(Collected data entries)
- - - - - - -

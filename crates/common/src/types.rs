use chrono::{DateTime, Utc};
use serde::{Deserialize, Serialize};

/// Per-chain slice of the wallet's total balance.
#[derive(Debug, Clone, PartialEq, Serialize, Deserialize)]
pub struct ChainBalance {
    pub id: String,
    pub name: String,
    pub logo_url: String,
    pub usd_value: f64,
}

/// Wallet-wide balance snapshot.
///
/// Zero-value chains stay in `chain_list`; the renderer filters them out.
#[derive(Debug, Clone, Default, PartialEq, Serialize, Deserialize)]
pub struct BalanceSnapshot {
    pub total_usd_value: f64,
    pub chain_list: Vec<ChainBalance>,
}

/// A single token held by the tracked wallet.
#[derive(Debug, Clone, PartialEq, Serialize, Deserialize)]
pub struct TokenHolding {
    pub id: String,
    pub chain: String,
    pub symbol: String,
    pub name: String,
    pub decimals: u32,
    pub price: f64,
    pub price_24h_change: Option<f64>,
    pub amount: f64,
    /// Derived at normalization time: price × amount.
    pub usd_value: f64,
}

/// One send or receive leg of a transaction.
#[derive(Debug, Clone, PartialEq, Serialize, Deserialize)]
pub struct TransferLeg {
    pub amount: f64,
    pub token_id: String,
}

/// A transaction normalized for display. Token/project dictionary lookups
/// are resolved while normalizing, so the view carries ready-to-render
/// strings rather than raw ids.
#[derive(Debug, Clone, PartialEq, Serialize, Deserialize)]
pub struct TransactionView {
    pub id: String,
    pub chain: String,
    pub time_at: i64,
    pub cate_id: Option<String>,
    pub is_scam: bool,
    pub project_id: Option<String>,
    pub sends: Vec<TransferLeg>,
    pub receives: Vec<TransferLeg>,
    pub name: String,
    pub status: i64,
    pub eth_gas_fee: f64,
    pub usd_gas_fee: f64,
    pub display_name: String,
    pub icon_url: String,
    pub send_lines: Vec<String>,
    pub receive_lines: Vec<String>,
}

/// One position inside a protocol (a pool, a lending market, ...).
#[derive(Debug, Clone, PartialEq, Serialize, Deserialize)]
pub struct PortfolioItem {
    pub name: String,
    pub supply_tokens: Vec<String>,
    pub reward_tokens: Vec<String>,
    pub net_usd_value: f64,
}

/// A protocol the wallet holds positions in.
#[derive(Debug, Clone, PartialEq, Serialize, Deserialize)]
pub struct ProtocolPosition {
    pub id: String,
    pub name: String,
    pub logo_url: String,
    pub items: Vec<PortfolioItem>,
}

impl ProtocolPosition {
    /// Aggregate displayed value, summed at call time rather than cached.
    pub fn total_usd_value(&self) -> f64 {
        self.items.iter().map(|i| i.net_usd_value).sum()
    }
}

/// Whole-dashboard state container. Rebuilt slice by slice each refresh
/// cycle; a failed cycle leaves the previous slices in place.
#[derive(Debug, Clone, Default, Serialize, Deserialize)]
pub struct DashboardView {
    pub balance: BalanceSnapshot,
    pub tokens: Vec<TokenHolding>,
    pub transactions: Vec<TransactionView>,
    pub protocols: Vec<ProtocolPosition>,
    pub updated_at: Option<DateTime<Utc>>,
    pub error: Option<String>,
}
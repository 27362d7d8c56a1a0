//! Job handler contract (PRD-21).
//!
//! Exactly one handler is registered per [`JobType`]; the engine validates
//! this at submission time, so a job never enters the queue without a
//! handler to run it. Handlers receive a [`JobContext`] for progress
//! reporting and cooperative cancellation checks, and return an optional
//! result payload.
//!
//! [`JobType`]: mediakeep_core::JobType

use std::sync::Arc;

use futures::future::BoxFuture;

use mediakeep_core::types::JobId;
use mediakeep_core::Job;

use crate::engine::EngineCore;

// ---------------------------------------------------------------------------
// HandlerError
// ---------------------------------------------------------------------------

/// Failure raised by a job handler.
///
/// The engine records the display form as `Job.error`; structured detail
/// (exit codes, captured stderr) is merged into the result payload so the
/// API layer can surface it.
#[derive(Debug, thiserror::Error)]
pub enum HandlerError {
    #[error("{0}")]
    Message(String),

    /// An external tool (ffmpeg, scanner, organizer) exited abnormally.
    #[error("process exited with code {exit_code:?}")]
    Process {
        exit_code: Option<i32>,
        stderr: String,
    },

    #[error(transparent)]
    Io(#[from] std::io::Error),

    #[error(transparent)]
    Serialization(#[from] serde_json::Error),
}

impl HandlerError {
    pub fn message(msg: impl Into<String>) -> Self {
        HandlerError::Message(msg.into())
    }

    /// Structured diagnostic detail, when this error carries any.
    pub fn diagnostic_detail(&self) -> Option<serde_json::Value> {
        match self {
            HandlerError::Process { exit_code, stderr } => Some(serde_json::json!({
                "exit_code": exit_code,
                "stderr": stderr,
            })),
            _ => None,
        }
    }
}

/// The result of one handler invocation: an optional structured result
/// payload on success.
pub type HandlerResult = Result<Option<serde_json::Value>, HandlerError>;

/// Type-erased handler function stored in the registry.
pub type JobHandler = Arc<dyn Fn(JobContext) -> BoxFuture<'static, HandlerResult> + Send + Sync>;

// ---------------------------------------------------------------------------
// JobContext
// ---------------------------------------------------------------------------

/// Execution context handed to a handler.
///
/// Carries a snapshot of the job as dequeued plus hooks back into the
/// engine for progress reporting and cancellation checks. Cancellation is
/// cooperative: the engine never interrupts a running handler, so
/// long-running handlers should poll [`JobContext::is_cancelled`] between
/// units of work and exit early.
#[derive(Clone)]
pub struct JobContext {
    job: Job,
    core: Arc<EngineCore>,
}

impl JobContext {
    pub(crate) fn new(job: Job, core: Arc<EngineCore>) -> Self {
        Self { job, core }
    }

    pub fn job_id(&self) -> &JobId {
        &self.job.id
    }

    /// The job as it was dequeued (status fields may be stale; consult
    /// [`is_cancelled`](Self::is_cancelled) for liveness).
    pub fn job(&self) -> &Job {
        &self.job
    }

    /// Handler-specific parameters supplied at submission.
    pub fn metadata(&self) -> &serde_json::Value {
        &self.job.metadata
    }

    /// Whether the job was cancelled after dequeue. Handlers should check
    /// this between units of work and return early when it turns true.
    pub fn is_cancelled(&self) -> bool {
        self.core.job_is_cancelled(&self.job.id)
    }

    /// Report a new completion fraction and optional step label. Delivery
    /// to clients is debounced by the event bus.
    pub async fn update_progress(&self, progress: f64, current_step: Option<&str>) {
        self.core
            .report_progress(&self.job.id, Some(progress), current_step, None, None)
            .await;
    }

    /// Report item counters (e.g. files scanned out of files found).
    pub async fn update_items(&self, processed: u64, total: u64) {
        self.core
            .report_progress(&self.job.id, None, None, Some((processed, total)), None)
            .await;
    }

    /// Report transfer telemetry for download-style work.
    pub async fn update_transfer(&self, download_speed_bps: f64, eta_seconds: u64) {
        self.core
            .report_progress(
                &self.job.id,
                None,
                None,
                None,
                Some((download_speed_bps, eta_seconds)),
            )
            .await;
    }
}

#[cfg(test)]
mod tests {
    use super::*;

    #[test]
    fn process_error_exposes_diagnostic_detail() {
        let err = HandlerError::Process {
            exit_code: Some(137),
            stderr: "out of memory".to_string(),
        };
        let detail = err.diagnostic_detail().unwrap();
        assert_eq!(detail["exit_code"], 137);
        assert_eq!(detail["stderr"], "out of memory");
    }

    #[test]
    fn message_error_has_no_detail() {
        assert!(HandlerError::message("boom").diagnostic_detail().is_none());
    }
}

- - - - - - -

Search the records above for the string "units" and copy each line that holds it.

§ EXPECTED ANSWER
/// units of work and exit early.
    /// this between units of work and return early when it turns true.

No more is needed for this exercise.